The project is the brainchild of a local development company called D.Net and was formally launched in 2010. It grew out of a previous program that used ‘Mobile ladies’ to hook rural villages up to the wider world with mobile phones. Then along came the Infolady association: young, educated women from rural backgrounds who bike into isolated villages with a laptop, giving people the chance to get online. But that’s not the only service they provide. They also dish out advice on health – including taboo subjects like contraception and HIV – agriculture, and help communities access badly-needed government services.
But Bangladesh’s Infoladies aren’t doing charity work. Although D.Net trains them, these women on wheels are young entrepreneurs who –as well as giving out free advice – charge for other services, including Internet time. The government has also stepped in. In 2012, Bangladesh’s central bank agreed to hand out interest-free loans to help Infoladies foot the bill for their own equipment.
Rural communities in Bangladesh don’t have easy access to services. This applies particularly to women who are not allowed to travel outside of their homes, and also for disabled people. That’s why it’s important for Infoladies to educate women on health care – like hygiene, preventing sexually transmitted diseases and childbirth – so that women can make more informed decisions. Expecting mothers can become more aware of what precautions they should take. Infoladies also take pregnancy tests to women who don’t normally have access to them.

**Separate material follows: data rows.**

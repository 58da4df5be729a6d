/*!
 * Provider-independent subtitle abstractions.
 *
 * `Subtitle` is what every provider hands back from `list_subtitles`, and
 * `MatchTag` names one dimension on which a subtitle agrees with a video.
 */

use std::collections::HashSet;
use std::fmt;
use isolang::Language;
use serde::{Deserialize, Serialize};

use crate::video::Episode;

/// An attribute on which a subtitle candidate agrees with the target video
#[derive(Debug, Clone, Copy, PartialEq, Eq, Hash, PartialOrd, Ord, Serialize, Deserialize)]
#[serde(rename_all = "snake_case")]
pub enum MatchTag {
    TvdbId,
    Series,
    Season,
    Episode,
    Year,
    ReleaseGroup,
    Resolution,
    Format,
    VideoCodec,
}

impl MatchTag {
    /// Every tag a scorer may produce
    pub const ALL: [MatchTag; 9] = [
        MatchTag::TvdbId,
        MatchTag::Series,
        MatchTag::Season,
        MatchTag::Episode,
        MatchTag::Year,
        MatchTag::ReleaseGroup,
        MatchTag::Resolution,
        MatchTag::Format,
        MatchTag::VideoCodec,
    ];

    /// Stable snake_case name of the tag
    pub fn as_str(&self) -> &'static str {
        match self {
            Self::TvdbId => "tvdb_id",
            Self::Series => "series",
            Self::Season => "season",
            Self::Episode => "episode",
            Self::Year => "year",
            Self::ReleaseGroup => "release_group",
            Self::Resolution => "resolution",
            Self::Format => "format",
            Self::VideoCodec => "video_codec",
        }
    }
}

impl fmt::Display for MatchTag {
    fn fmt(&self, f: &mut fmt::Formatter<'_>) -> fmt::Result {
        f.write_str(self.as_str())
    }
}

/// A subtitle offered by a provider
///
/// Candidates are ranked by the number of tags `compute_matches` returns;
/// breaking ties is up to the caller.
pub trait Subtitle: Send + Sync + fmt::Debug {
    /// Name of the provider that produced this subtitle
    fn provider_name(&self) -> &'static str;

    /// Language of the subtitle
    fn language(&self) -> Language;

    /// Decoded text, available once the subtitle has been downloaded
    fn content(&self) -> Option<&str>;

    /// Attributes on which this subtitle agrees with `video`
    fn compute_matches(&self, video: &Episode) -> HashSet<MatchTag>;
}
use std::fmt;
use regex::Regex;
use once_cell::sync::Lazy;
use log::debug;

// @module: SRT parsing for downloaded subtitle text

// @const: SRT timestamp regex
static TIMESTAMP_REGEX: Lazy<Regex> = Lazy::new(|| {
    Regex::new(r"^(\d{1,2}):(\d{2}):(\d{2})[,.](\d{3})\s*-->\s*(\d{1,2}):(\d{2}):(\d{2})[,.](\d{3})").unwrap()
});

// @struct: Single subtitle entry
#[derive(Debug, Clone, PartialEq, Eq)]
pub struct SubtitleEntry {
    // @field: Sequence number
    pub seq_num: usize,

    // @field: Start time in ms
    pub start_time_ms: u64,

    // @field: End time in ms
    pub end_time_ms: u64,

    // @field: Subtitle text
    pub text: String,
}

// @struct: Where and why strict parsing stopped
#[derive(Debug, Clone, PartialEq, Eq)]
pub struct SrtParseError {
    // @field: 1-based line number of the offending line
    pub line: usize,

    // @field: What was expected there
    pub reason: String,
}

impl fmt::Display for SrtParseError {
    fn fmt(&self, f: &mut fmt::Formatter) -> fmt::Result {
        write!(f, "line {}: {}", self.line, self.reason)
    }
}

impl std::error::Error for SrtParseError {}

/// Position inside an SRT block
enum BlockState {
    ExpectIndex,
    ExpectTimestamp(usize),
    Text { seq_num: usize, start_ms: u64, end_ms: u64 },
}

impl SubtitleEntry {
    /// Parse SRT text strictly, stopping at the first malformed block
    ///
    /// Unlike a lenient reader this never skips lines it cannot place; the
    /// error reports the line where the structure broke.
    pub fn parse_srt_strict(content: &str) -> Result<Vec<SubtitleEntry>, SrtParseError> {
        let content = content.trim_start_matches('\u{feff}');
        let mut entries = Vec::new();
        let mut state = BlockState::ExpectIndex;
        let mut current_text = String::new();

        for (idx, line) in content.lines().enumerate() {
            let line_number = idx + 1;
            let trimmed = line.trim();

            state = match state {
                BlockState::ExpectIndex if trimmed.is_empty() => BlockState::ExpectIndex,
                BlockState::ExpectIndex => match trimmed.parse::<usize>() {
                    Ok(seq_num) => BlockState::ExpectTimestamp(seq_num),
                    Err(_) => {
                        return Err(SrtParseError {
                            line: line_number,
                            reason: format!("expected a sequence number, found '{}'", trimmed),
                        });
                    }
                },
                BlockState::ExpectTimestamp(seq_num) => {
                    let caps = TIMESTAMP_REGEX.captures(trimmed).ok_or_else(|| SrtParseError {
                        line: line_number,
                        reason: format!("expected a timestamp line, found '{}'", trimmed),
                    })?;
                    let start_ms = Self::parse_timestamp_to_ms(&caps, 1);
                    let end_ms = Self::parse_timestamp_to_ms(&caps, 5);
                    if end_ms < start_ms {
                        return Err(SrtParseError {
                            line: line_number,
                            reason: "end time is before start time".to_string(),
                        });
                    }
                    BlockState::Text { seq_num, start_ms, end_ms }
                }
                BlockState::Text { seq_num, start_ms, end_ms } if trimmed.is_empty() => {
                    entries.push(SubtitleEntry {
                        seq_num,
                        start_time_ms: start_ms,
                        end_time_ms: end_ms,
                        text: std::mem::take(&mut current_text),
                    });
                    BlockState::ExpectIndex
                }
                BlockState::Text { seq_num, start_ms, end_ms } => {
                    if !current_text.is_empty() {
                        current_text.push('\n');
                    }
                    current_text.push_str(trimmed);
                    BlockState::Text { seq_num, start_ms, end_ms }
                }
            };
        }

        match state {
            BlockState::Text { seq_num, start_ms, end_ms } => entries.push(SubtitleEntry {
                seq_num,
                start_time_ms: start_ms,
                end_time_ms: end_ms,
                text: current_text,
            }),
            BlockState::ExpectTimestamp(_) => {
                return Err(SrtParseError {
                    line: content.lines().count(),
                    reason: "block ends without a timestamp".to_string(),
                });
            }
            BlockState::ExpectIndex => {}
        }

        debug!("Parsed {} subtitle entries", entries.len());
        Ok(entries)
    }

    /// Parse timestamp to milliseconds
    fn parse_timestamp_to_ms(caps: &regex::Captures, start_idx: usize) -> u64 {
        let field = |offset: usize| -> u64 {
            caps.get(start_idx + offset)
                .map_or(0, |m| m.as_str().parse().unwrap_or(0))
        };

        (field(0) * 3600 + field(1) * 60 + field(2)) * 1000 + field(3)
    }
}
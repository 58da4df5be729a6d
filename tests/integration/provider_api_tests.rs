/*!
 * Integration tests for provider API interactions
 */

use std::sync::Arc;
use isolang::Language;

use bierdopje_provider::errors::{ErrorClass, ProviderError};
use bierdopje_provider::{BierDopjeProvider, Episode, ProviderSettings, Subtitle, SubtitleProvider};
use crate::common::mock_transport::MockTransport;
use crate::common::{error_xml, initialized_provider, not_found_xml, shows_xml, subtitles_xml, SAMPLE_SRT};

fn lost_search() -> Arc<MockTransport> {
    Arc::new(
        MockTransport::new()
            .route("FindShowByName/lost", 200, shows_xml(&[(1, "Lost (2004)"), (2, "Lost")])),
    )
}

#[tokio::test]
async fn test_findShowId_withYear_shouldPreferYearQualifiedMatch() {
    let transport = lost_search();
    let provider = initialized_provider(&transport).await;

    assert_eq!(provider.find_show_id("lost", Some(2004)).await.unwrap(), Some(1));
    assert_eq!(provider.find_show_id("lost", None).await.unwrap(), Some(2));
}

#[tokio::test]
async fn test_findShowId_calledTwice_shouldHitNetworkOnce() {
    let transport = lost_search();
    let provider = initialized_provider(&transport).await;

    provider.find_show_id("lost", None).await.unwrap();
    provider.find_show_id("lost", None).await.unwrap();

    assert_eq!(transport.count_matching("FindShowByName"), 1);
}

#[tokio::test]
async fn test_findShowId_withUnknownSeries_shouldCacheNotFound() {
    let transport = Arc::new(MockTransport::new().route("FindShowByName", 200, not_found_xml()));
    let provider = initialized_provider(&transport).await;

    assert_eq!(provider.find_show_id("no such show", None).await.unwrap(), None);
    assert_eq!(provider.find_show_id("no such show", None).await.unwrap(), None);

    assert_eq!(transport.count_matching("FindShowByName/no%20such%20show"), 1);
}

#[tokio::test]
async fn test_findShowId_withSharedCache_shouldReuseAcrossProviders() {
    let transport = lost_search();
    let first = initialized_provider(&transport).await;
    let second = BierDopjeProvider::with_transport(ProviderSettings::default(), transport.clone())
        .with_show_cache(first.show_cache().clone());
    let mut second = second;
    second.initialize().await.unwrap();

    first.find_show_id("lost", None).await.unwrap();
    assert_eq!(second.find_show_id("lost", None).await.unwrap(), Some(2));
    assert_eq!(transport.count_matching("FindShowByName"), 1);
}

#[tokio::test]
async fn test_query_withTvdbId_shouldNeverResolveShow() {
    let transport = Arc::new(
        MockTransport::new()
            .route("GetAllSubsFor/73739/1/2/nl/true", 200, subtitles_xml(&[("Lost.S01E02.HDTV.XviD-LOL", "http://dl.example/1")])),
    );
    let provider = initialized_provider(&transport).await;

    let subtitles = provider
        .query(Language::Nld, 1, 2, Some(73739), Some("Lost"), None)
        .await
        .unwrap();

    assert_eq!(subtitles.len(), 1);
    assert_eq!(transport.count_matching("FindShowByName"), 0);
    assert_eq!(subtitles[0].tvdb_id(), Some(73739));
}

#[tokio::test]
async fn test_query_withUnknownSeries_shouldReturnEmptyWithoutSearching() {
    let transport = Arc::new(MockTransport::new().route("FindShowByName", 200, not_found_xml()));
    let provider = initialized_provider(&transport).await;

    let subtitles = provider
        .query(Language::Eng, 1, 1, None, Some("foo"), None)
        .await
        .unwrap();

    assert!(subtitles.is_empty());
    assert_eq!(transport.count_matching("GetAllSubsFor"), 0);
}

#[tokio::test]
async fn test_query_withoutShowIdentifier_shouldFailWithoutNetwork() {
    let transport = Arc::new(MockTransport::new());
    let provider = initialized_provider(&transport).await;

    let result = provider.query(Language::Eng, 1, 1, None, None, None).await;

    assert!(matches!(result, Err(ProviderError::MissingShowIdentifier)));
    assert!(transport.requests().is_empty());
}

#[tokio::test]
async fn test_query_withUnsupportedLanguage_shouldFail() {
    let transport = Arc::new(MockTransport::new());
    let provider = initialized_provider(&transport).await;

    let result = provider.query(Language::Fra, 1, 1, Some(1), None, None).await;

    assert!(matches!(result, Err(ProviderError::UnsupportedLanguage(_))));
    assert!(transport.requests().is_empty());
}

#[tokio::test]
async fn test_query_withResolvedSeries_shouldStampRequestMetadata() {
    let transport = Arc::new(
        MockTransport::new()
            .route("FindShowByName/lost", 200, shows_xml(&[(1, "Lost (2004)"), (2, "Lost")]))
            .route(
                "GetAllSubsFor/1/3/7/en/false",
                200,
                subtitles_xml(&[
                    ("Lost.S03E07.720p.HDTV.x264-CTU", "http://dl.example/a"),
                    ("Lost.S03E07.HDTV.XviD-XOR", "http://dl.example/b"),
                ]),
            ),
    );
    let provider = initialized_provider(&transport).await;

    let subtitles = provider
        .query(Language::Eng, 3, 7, None, Some("Lost"), Some(2004))
        .await
        .unwrap();

    assert_eq!(subtitles.len(), 2);
    for subtitle in &subtitles {
        assert_eq!(subtitle.season(), 3);
        assert_eq!(subtitle.episode(), 7);
        assert_eq!(subtitle.series(), Some("Lost"));
        assert_eq!(subtitle.year(), Some(2004));
        assert_eq!(subtitle.tvdb_id(), None);
        assert_eq!(subtitle.language(), Language::Eng);
        assert!(subtitle.content().is_none());
    }
    assert_eq!(subtitles[0].filename(), "Lost.S03E07.720p.HDTV.x264-CTU");
    assert_eq!(subtitles[1].download_link(), "http://dl.example/b");
}

#[tokio::test]
async fn test_query_withNoSubtitles_shouldReturnEmpty() {
    let transport = Arc::new(MockTransport::new().route("GetAllSubsFor", 200, not_found_xml()));
    let provider = initialized_provider(&transport).await;

    let subtitles = provider.query(Language::Nld, 1, 1, Some(5), None, None).await.unwrap();
    assert!(subtitles.is_empty());
}

#[tokio::test]
async fn test_get_withRateLimit_shouldBeUnavailableAndNotCached() {
    let transport = Arc::new(MockTransport::new().route("FindShowByName", 429, "Too Many Requests"));
    let provider = initialized_provider(&transport).await;

    let error = provider.find_show_id("lost", None).await.unwrap_err();
    assert!(matches!(error, ProviderError::RateLimitExceeded(_)));
    assert_eq!(error.class(), ErrorClass::Unavailable);

    provider.find_show_id("lost", None).await.unwrap_err();
    assert_eq!(transport.count_matching("FindShowByName"), 2);
}

#[tokio::test]
async fn test_get_withEmbeddedErrorMessage_shouldBeProviderError() {
    let transport = Arc::new(MockTransport::new().route("GetAllSubsFor", 200, error_xml("Invalid API key")));
    let provider = initialized_provider(&transport).await;

    let error = provider.query(Language::Eng, 1, 1, Some(5), None, None).await.unwrap_err();
    match error {
        ProviderError::ServiceError(message) => assert_eq!(message, "Invalid API key"),
        other => panic!("unexpected error: {:?}", other),
    }
}

#[tokio::test]
async fn test_get_withServerError_shouldCarryStatusCode() {
    let transport = Arc::new(MockTransport::new().route("GetAllSubsFor", 500, "oops"));
    let provider = initialized_provider(&transport).await;

    let error = provider.query(Language::Eng, 1, 1, Some(5), None, None).await.unwrap_err();
    assert!(matches!(error, ProviderError::ApiError { status_code: 500, .. }));
    assert_eq!(error.class(), ErrorClass::Provider);
}

#[tokio::test]
async fn test_get_withMalformedBody_shouldBeParseError() {
    let transport = Arc::new(MockTransport::new().route("GetAllSubsFor", 200, "<html><body><p>Down for maintenance</body></html>"));
    let provider = initialized_provider(&transport).await;

    let error = provider.query(Language::Eng, 1, 1, Some(5), None, None).await.unwrap_err();
    assert!(matches!(error, ProviderError::ParseError(_)));
}

#[tokio::test]
async fn test_get_withTimeout_shouldBeUnavailable() {
    let transport = Arc::new(MockTransport::new().route_timeout("FindShowByName"));
    let provider = initialized_provider(&transport).await;

    let error = provider.find_show_id("lost", None).await.unwrap_err();
    assert!(matches!(error, ProviderError::Timeout(10)));
    assert!(error.is_unavailable());
}

#[tokio::test]
async fn test_listSubtitles_withTwoLanguages_shouldGroupByLanguageOrder() {
    let transport = Arc::new(
        MockTransport::new()
            .route("GetAllSubsFor/42/1/2/en/true", 200, subtitles_xml(&[("en-a", "http://dl.example/en-a"), ("en-b", "http://dl.example/en-b")]))
            .route("GetAllSubsFor/42/1/2/nl/true", 200, subtitles_xml(&[("nl-a", "http://dl.example/nl-a")])),
    );
    let provider = initialized_provider(&transport).await;
    let video = Episode::from_tvdb_id(42, 1, 2);

    let subtitles = provider
        .list_subtitles(&video, &[Language::Eng, Language::Nld])
        .await
        .unwrap();

    let filenames: Vec<&str> = subtitles.iter().map(|s| s.filename()).collect();
    assert_eq!(filenames, vec!["en-a", "en-b", "nl-a"]);
    assert_eq!(transport.count_matching("GetAllSubsFor"), 2);

    let reversed = provider
        .list_subtitles(&video, &[Language::Nld, Language::Eng])
        .await
        .unwrap();
    assert_eq!(reversed[0].language(), Language::Nld);
    assert_eq!(reversed[1].language(), Language::Eng);
}

#[tokio::test]
async fn test_listSubtitles_withSeries_shouldResolveShowOnce() {
    let transport = Arc::new(
        MockTransport::new()
            .route("FindShowByName/lost", 200, shows_xml(&[(2, "Lost")]))
            .route("GetAllSubsFor/2/1/2/", 200, subtitles_xml(&[("Lost.S01E02", "http://dl.example/x")])),
    );
    let provider = initialized_provider(&transport).await;

    let subtitles = provider
        .list_subtitles(&Episode::new("Lost", 1, 2), &[Language::Eng, Language::Nld])
        .await
        .unwrap();

    assert_eq!(subtitles.len(), 2);
    assert_eq!(transport.count_matching("FindShowByName"), 1);
}

#[tokio::test]
async fn test_listSubtitles_withUnsupportedLanguage_shouldSkipIt() {
    let transport = Arc::new(
        MockTransport::new().route("GetAllSubsFor/42/1/2/nl/true", 200, subtitles_xml(&[("nl-a", "http://dl.example/nl-a")])),
    );
    let provider = initialized_provider(&transport).await;

    let subtitles = provider
        .list_subtitles(&Episode::from_tvdb_id(42, 1, 2), &[Language::Fra, Language::Nld])
        .await
        .unwrap();

    assert_eq!(subtitles.len(), 1);
    assert_eq!(transport.count_matching("GetAllSubsFor"), 1);
}

#[tokio::test]
async fn test_downloadSubtitle_withValidSrt_shouldAttachContent() {
    let transport = Arc::new(
        MockTransport::new()
            .route("GetAllSubsFor", 200, subtitles_xml(&[("Lost.S01E02", "http://dl.example/sub/1")]))
            .route("dl.example/sub/1", 200, SAMPLE_SRT),
    );
    let provider = initialized_provider(&transport).await;
    let mut subtitles = provider.query(Language::Nld, 1, 2, Some(73739), None, None).await.unwrap();
    let before = subtitles[0].clone();

    provider.download_subtitle(&mut subtitles[0]).await.unwrap();

    assert_eq!(subtitles[0].content(), Some(SAMPLE_SRT));
    assert_eq!(subtitles[0].filename(), before.filename());
    assert_eq!(subtitles[0].season(), before.season());
}

#[tokio::test]
async fn test_downloadSubtitle_withLatin1Payload_shouldRecoverText() {
    let srt = "1\n00:00:01,000 --> 00:00:04,000\nÉén café, één crème brûlée, één déjà vu.\n";
    let (bytes, _, _) = encoding_rs::WINDOWS_1252.encode(srt);
    let transport = Arc::new(MockTransport::new().route("dl.example/latin1", 200, bytes.into_owned()));
    let provider = initialized_provider(&transport).await;
    let mut subtitle = bierdopje_provider::BierDopjeSubtitle::new(
        Language::Nld, 1, 1, Some(1), None, None, "x", "http://dl.example/latin1",
    );

    provider.download_subtitle(&mut subtitle).await.unwrap();

    assert!(subtitle.content().unwrap().contains("café"));
}

#[tokio::test]
async fn test_downloadSubtitle_withInvalidPayload_shouldLeaveContentUnset() {
    let transport = Arc::new(MockTransport::new().route("dl.example/html", 200, "<html><body>Subtitle removed</body></html>"));
    let provider = initialized_provider(&transport).await;
    let mut subtitle = bierdopje_provider::BierDopjeSubtitle::new(
        Language::Eng, 1, 1, Some(1), None, None, "Lost.S01E01", "http://dl.example/html",
    );

    let error = provider.download_subtitle(&mut subtitle).await.unwrap_err();

    assert!(matches!(error, ProviderError::InvalidSubtitle(_)));
    assert_eq!(error.class(), ErrorClass::InvalidContent);
    assert!(subtitle.content().is_none());
}

#[tokio::test]
async fn test_downloadSubtitle_withRateLimit_shouldBeUnavailable() {
    let transport = Arc::new(MockTransport::new().route("dl.example", 429, ""));
    let provider = initialized_provider(&transport).await;
    let mut subtitle = bierdopje_provider::BierDopjeSubtitle::new(
        Language::Eng, 1, 1, Some(1), None, None, "x", "http://dl.example/1",
    );

    let error = provider.download_subtitle(&mut subtitle).await.unwrap_err();
    assert!(matches!(error, ProviderError::RateLimitExceeded(_)));
    assert!(subtitle.content().is_none());
}

#[tokio::test]
async fn test_provider_beforeInitializeAndAfterTerminate_shouldRefuseRequests() {
    let transport = Arc::new(MockTransport::new().route("GetAllSubsFor", 200, not_found_xml()));
    let mut provider = BierDopjeProvider::with_transport(ProviderSettings::default(), transport.clone());

    let before = provider.query(Language::Eng, 1, 1, Some(5), None, None).await;
    assert!(matches!(before, Err(ProviderError::NotInitialized)));

    provider.initialize().await.unwrap();
    assert!(provider.query(Language::Eng, 1, 1, Some(5), None, None).await.is_ok());

    provider.terminate().await.unwrap();
    let after = provider.query(Language::Eng, 1, 1, Some(5), None, None).await;
    assert!(matches!(after, Err(ProviderError::NotInitialized)));
    assert_eq!(transport.requests().len(), 1);
}

#[derive(Debug)]
struct AcceptAll;

impl bierdopje_provider::validation::SubtitleValidator for AcceptAll {
    fn is_valid(&self, _text: &str) -> bool {
        true
    }
}

#[tokio::test]
async fn test_downloadSubtitle_withCustomValidator_shouldUseIt() {
    let transport = Arc::new(MockTransport::new().route("dl.example/plain", 200, "just some text"));
    let mut provider = BierDopjeProvider::with_transport(ProviderSettings::default(), transport.clone())
        .with_validator(Arc::new(AcceptAll));
    provider.initialize().await.unwrap();
    let mut subtitle = bierdopje_provider::BierDopjeSubtitle::new(
        Language::Eng, 1, 1, Some(1), None, None, "x", "http://dl.example/plain",
    );

    provider.download_subtitle(&mut subtitle).await.unwrap();

    assert_eq!(subtitle.content(), Some("just some text"));
}

#[tokio::test]
async fn test_provider_withDutchOnlySettings_shouldSkipEnglish() {
    let transport = Arc::new(MockTransport::new().route("GetAllSubsFor", 200, not_found_xml()));
    let settings = ProviderSettings {
        languages: vec!["nl".to_string()],
        ..Default::default()
    };
    let mut provider = BierDopjeProvider::with_transport(settings, transport.clone());
    provider.initialize().await.unwrap();

    assert_eq!(provider.languages().len(), 1);
    provider
        .list_subtitles(&Episode::from_tvdb_id(1, 1, 1), &[Language::Eng, Language::Nld])
        .await
        .unwrap();
    assert_eq!(transport.count_matching("/en/"), 0);
    assert_eq!(transport.count_matching("/nl/"), 1);
}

People living in rural areas can’t access the Internet and cannot afford a laptop. But Infoladies take the Internet to these people and help them communicate with their relatives living abroad through video chat. Many also have videos stored on their laptops describing how to resolve agricultural-related problems, for example. They also educate people on government entitlements and how to claim them.
Infoladies work in remote areas, making a bike very convenient given the condition of the roads. Bikes save time and don’t cost fuel. Every day an Infolady travels about 10km to visit people at their homes. They also educate groups of about 12-15 members at an agreed venue once a week using videos and other tools.
We have guidelines for choosing Infoladies: some of the traits we look for are motivation, eagerness and communication skills. We choose women for the job because they can get inside households easier. We also interview their families, because it’s important for Infoladies to have their support. They’re trained in health, agriculture and IT. We equip them with a small laptop, an internet connection, digital camera, and a mobile phone. Some of these women may never have seen a laptop in their life so they need hands-on training.